- **Exercise objective**
Copy out the records below exactly as they appear.

───── Material for this task ─────

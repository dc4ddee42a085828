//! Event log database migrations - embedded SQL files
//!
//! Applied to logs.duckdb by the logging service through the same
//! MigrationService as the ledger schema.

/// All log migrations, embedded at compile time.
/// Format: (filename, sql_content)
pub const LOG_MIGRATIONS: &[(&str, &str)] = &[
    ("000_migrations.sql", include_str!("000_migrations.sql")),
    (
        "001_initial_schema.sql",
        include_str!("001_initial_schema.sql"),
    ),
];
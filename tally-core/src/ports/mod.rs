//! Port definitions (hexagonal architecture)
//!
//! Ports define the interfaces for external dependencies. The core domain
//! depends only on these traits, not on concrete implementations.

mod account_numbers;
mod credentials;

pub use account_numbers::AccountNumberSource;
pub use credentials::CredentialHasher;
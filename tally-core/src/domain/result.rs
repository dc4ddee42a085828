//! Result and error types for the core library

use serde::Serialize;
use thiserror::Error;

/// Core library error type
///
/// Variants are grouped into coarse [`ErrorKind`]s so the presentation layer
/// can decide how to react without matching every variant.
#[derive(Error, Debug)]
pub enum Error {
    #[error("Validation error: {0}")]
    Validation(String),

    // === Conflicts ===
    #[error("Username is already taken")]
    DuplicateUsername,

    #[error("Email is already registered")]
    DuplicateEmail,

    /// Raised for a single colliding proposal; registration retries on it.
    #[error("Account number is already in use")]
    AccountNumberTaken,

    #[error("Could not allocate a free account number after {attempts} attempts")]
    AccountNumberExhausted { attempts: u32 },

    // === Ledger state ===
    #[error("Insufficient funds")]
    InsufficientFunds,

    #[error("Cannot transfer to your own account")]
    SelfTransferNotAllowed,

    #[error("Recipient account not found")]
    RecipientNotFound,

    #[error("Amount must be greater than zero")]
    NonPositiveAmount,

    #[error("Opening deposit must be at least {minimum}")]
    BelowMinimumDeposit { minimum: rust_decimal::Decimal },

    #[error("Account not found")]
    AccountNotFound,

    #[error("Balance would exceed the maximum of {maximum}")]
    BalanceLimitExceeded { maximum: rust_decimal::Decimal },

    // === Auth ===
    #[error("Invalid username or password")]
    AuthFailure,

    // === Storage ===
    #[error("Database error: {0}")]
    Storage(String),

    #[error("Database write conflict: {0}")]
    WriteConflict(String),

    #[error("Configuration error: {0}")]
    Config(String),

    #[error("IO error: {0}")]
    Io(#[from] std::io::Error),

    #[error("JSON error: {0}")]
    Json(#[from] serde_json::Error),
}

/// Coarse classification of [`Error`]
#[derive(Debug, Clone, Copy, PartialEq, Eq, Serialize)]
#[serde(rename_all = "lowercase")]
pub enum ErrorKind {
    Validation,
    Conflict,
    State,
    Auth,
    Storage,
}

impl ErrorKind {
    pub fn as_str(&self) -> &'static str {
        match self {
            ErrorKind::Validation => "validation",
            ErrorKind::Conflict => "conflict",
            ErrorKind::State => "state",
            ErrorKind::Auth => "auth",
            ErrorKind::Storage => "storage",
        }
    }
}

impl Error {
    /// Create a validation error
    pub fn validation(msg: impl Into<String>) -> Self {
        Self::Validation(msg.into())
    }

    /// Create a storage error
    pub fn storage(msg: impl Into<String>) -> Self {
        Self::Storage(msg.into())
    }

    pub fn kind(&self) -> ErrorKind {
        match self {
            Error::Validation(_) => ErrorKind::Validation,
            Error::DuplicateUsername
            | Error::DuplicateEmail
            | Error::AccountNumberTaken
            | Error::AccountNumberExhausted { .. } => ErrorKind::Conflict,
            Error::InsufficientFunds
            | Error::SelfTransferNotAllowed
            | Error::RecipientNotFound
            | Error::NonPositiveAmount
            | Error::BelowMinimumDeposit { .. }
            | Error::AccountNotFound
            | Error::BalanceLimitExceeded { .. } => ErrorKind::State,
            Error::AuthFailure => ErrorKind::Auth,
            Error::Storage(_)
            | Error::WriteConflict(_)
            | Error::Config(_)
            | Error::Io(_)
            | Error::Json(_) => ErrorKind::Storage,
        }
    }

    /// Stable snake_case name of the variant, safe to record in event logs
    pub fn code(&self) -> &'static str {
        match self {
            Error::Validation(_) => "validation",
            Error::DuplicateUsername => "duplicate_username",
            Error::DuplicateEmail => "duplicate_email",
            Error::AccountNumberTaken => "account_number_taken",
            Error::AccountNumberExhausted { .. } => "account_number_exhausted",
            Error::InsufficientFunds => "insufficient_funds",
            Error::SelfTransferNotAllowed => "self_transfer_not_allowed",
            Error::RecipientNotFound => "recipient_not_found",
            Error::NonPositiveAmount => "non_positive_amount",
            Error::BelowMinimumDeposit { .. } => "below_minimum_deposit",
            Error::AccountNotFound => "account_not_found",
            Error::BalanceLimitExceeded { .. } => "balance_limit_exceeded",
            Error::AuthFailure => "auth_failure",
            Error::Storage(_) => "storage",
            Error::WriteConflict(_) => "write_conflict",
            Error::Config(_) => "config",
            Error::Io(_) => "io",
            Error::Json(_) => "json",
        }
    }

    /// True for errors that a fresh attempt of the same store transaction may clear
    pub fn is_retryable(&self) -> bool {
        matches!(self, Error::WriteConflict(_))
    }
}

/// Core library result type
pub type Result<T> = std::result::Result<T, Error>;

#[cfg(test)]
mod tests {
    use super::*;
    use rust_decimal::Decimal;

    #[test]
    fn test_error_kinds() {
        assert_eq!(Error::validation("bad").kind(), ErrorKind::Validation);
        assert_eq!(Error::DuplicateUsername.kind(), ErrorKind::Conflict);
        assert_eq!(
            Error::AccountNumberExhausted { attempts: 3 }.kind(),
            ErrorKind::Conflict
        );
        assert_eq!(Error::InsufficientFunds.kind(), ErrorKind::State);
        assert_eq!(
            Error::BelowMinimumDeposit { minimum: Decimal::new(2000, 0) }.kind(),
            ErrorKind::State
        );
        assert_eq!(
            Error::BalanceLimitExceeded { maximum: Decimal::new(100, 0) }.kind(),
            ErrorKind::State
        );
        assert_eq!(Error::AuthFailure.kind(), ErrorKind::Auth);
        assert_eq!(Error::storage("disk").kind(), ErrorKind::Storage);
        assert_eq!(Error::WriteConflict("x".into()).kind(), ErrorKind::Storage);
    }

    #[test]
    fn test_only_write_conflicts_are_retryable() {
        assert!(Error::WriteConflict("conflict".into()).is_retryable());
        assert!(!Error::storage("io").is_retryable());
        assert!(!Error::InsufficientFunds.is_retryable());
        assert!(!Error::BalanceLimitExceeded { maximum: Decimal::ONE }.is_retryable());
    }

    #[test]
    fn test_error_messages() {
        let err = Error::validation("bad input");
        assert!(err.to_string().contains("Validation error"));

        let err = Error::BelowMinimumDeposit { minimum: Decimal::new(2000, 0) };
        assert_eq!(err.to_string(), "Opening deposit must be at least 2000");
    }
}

─────

- **Result of the task**
repository dc4ddee42a085828
//! Event log database migrations - embedded SQL files
//!
//! Applied to logs.duckdb by the logging service through the same
//! MigrationService as the ledger schema.

/// All log migrations, embedded at compile time.
/// Format: (filename, sql_content)
pub const LOG_MIGRATIONS: &[(&str, &str)] = &[
    ("000_migrations.sql", include_str!("000_migrations.sql")),
    (
        "001_initial_schema.sql",
        include_str!("001_initial_schema.sql"),
    ),
];
filename tally-core/src/ports/mod.rs
//! Port definitions (hexagonal architecture)
//!
//! Ports define the interfaces for external dependencies. The core domain
//! depends only on these traits, not on concrete implementations.

mod account_numbers;
mod credentials;

pub use account_numbers::AccountNumberSource;
pub use credentials::CredentialHasher;
filename tally-core/src/domain/result.rs
repository dc4ddee42a085828
//! Result and error types for the core library

use serde::Serialize;
use thiserror::Error;

/// Core library error type
///
/// Variants are grouped into coarse [`ErrorKind`]s so the presentation layer
/// can decide how to react without matching every variant.
#[derive(Error, Debug)]
pub enum Error {
    #[error("Validation error: {0}")]
    Validation(String),

    // === Conflicts ===
    #[error("Username is already taken")]
    DuplicateUsername,

    #[error("Email is already registered")]
    DuplicateEmail,

    /// Raised for a single colliding proposal; registration retries on it.
    #[error("Account number is already in use")]
    AccountNumberTaken,

    #[error("Could not allocate a free account number after {attempts} attempts")]
    AccountNumberExhausted { attempts: u32 },

    // === Ledger state ===
    #[error("Insufficient funds")]
    InsufficientFunds,

    #[error("Cannot transfer to your own account")]
    SelfTransferNotAllowed,

    #[error("Recipient account not found")]
    RecipientNotFound,

    #[error("Amount must be greater than zero")]
    NonPositiveAmount,

    #[error("Opening deposit must be at least {minimum}")]
    BelowMinimumDeposit { minimum: rust_decimal::Decimal },

    #[error("Account not found")]
    AccountNotFound,

    #[error("Balance would exceed the maximum of {maximum}")]
    BalanceLimitExceeded { maximum: rust_decimal::Decimal },

    // === Auth ===
    #[error("Invalid username or password")]
    AuthFailure,

    // === Storage ===
    #[error("Database error: {0}")]
    Storage(String),

    #[error("Database write conflict: {0}")]
    WriteConflict(String),

    #[error("Configuration error: {0}")]
    Config(String),

    #[error("IO error: {0}")]
    Io(#[from] std::io::Error),

    #[error("JSON error: {0}")]
    Json(#[from] serde_json::Error),
}

/// Coarse classification of [`Error`]
#[derive(Debug, Clone, Copy, PartialEq, Eq, Serialize)]
#[serde(rename_all = "lowercase")]
pub enum ErrorKind {
    Validation,
    Conflict,
    State,
    Auth,
    Storage,
}

impl ErrorKind {
    pub fn as_str(&self) -> &'static str {
        match self {
            ErrorKind::Validation => "validation",
            ErrorKind::Conflict => "conflict",
            ErrorKind::State => "state",
            ErrorKind::Auth => "auth",
            ErrorKind::Storage => "storage",
        }
    }
}

impl Error {
    /// Create a validation error
    pub fn validation(msg: impl Into<String>) -> Self {
        Self::Validation(msg.into())
    }

    /// Create a storage error
    pub fn storage(msg: impl Into<String>) -> Self {
        Self::Storage(msg.into())
    }

    pub fn kind(&self) -> ErrorKind {
        match self {
            Error::Validation(_) => ErrorKind::Validation,
            Error::DuplicateUsername
            | Error::DuplicateEmail
            | Error::AccountNumberTaken
            | Error::AccountNumberExhausted { .. } => ErrorKind::Conflict,
            Error::InsufficientFunds
            | Error::SelfTransferNotAllowed
            | Error::RecipientNotFound
            | Error::NonPositiveAmount
            | Error::BelowMinimumDeposit { .. }
            | Error::AccountNotFound
            | Error::BalanceLimitExceeded { .. } => ErrorKind::State,
            Error::AuthFailure => ErrorKind::Auth,
            Error::Storage(_)
            | Error::WriteConflict(_)
            | Error::Config(_)
            | Error::Io(_)
            | Error::Json(_) => ErrorKind::Storage,
        }
    }

    /// Stable snake_case name of the variant, safe to record in event logs
    pub fn code(&self) -> &'static str {
        match self {
            Error::Validation(_) => "validation",
            Error::DuplicateUsername => "duplicate_username",
            Error::DuplicateEmail => "duplicate_email",
            Error::AccountNumberTaken => "account_number_taken",
            Error::AccountNumberExhausted { .. } => "account_number_exhausted",
            Error::InsufficientFunds => "insufficient_funds",
            Error::SelfTransferNotAllowed => "self_transfer_not_allowed",
            Error::RecipientNotFound => "recipient_not_found",
            Error::NonPositiveAmount => "non_positive_amount",
            Error::BelowMinimumDeposit { .. } => "below_minimum_deposit",
            Error::AccountNotFound => "account_not_found",
            Error::BalanceLimitExceeded { .. } => "balance_limit_exceeded",
            Error::AuthFailure => "auth_failure",
            Error::Storage(_) => "storage",
            Error::WriteConflict(_) => "write_conflict",
            Error::Config(_) => "config",
            Error::Io(_) => "io",
            Error::Json(_) => "json",
        }
    }

    /// True for errors that a fresh attempt of the same store transaction may clear
    pub fn is_retryable(&self) -> bool {
        matches!(self, Error::WriteConflict(_))
    }
}

/// Core library result type
pub type Result<T> = std::result::Result<T, Error>;

#[cfg(test)]
mod tests {
    use super::*;
    use rust_decimal::Decimal;

    #[test]
    fn test_error_kinds() {
        assert_eq!(Error::validation("bad").kind(), ErrorKind::Validation);
        assert_eq!(Error::DuplicateUsername.kind(), ErrorKind::Conflict);
        assert_eq!(
            Error::AccountNumberExhausted { attempts: 3 }.kind(),
            ErrorKind::Conflict
        );
        assert_eq!(Error::InsufficientFunds.kind(), ErrorKind::State);
        assert_eq!(
            Error::BelowMinimumDeposit { minimum: Decimal::new(2000, 0) }.kind(),
            ErrorKind::State
        );
        assert_eq!(
            Error::BalanceLimitExceeded { maximum: Decimal::new(100, 0) }.kind(),
            ErrorKind::State
        );
        assert_eq!(Error::AuthFailure.kind(), ErrorKind::Auth);
        assert_eq!(Error::storage("disk").kind(), ErrorKind::Storage);
        assert_eq!(Error::WriteConflict("x".into()).kind(), ErrorKind::Storage);
    }

    #[test]
    fn test_only_write_conflicts_are_retryable() {
        assert!(Error::WriteConflict("conflict".into()).is_retryable());
        assert!(!Error::storage("io").is_retryable());
        assert!(!Error::InsufficientFunds.is_retryable());
        assert!(!Error::BalanceLimitExceeded { maximum: Decimal::ONE }.is_retryable());
    }

    #[test]
    fn test_error_messages() {
        let err = Error::validation("bad input");
        assert!(err.to_string().contains("Validation error"));

        let err = Error::BelowMinimumDeposit { minimum: Decimal::new(2000, 0) };
        assert_eq!(err.to_string(), "Opening deposit must be at least 2000");
    }
}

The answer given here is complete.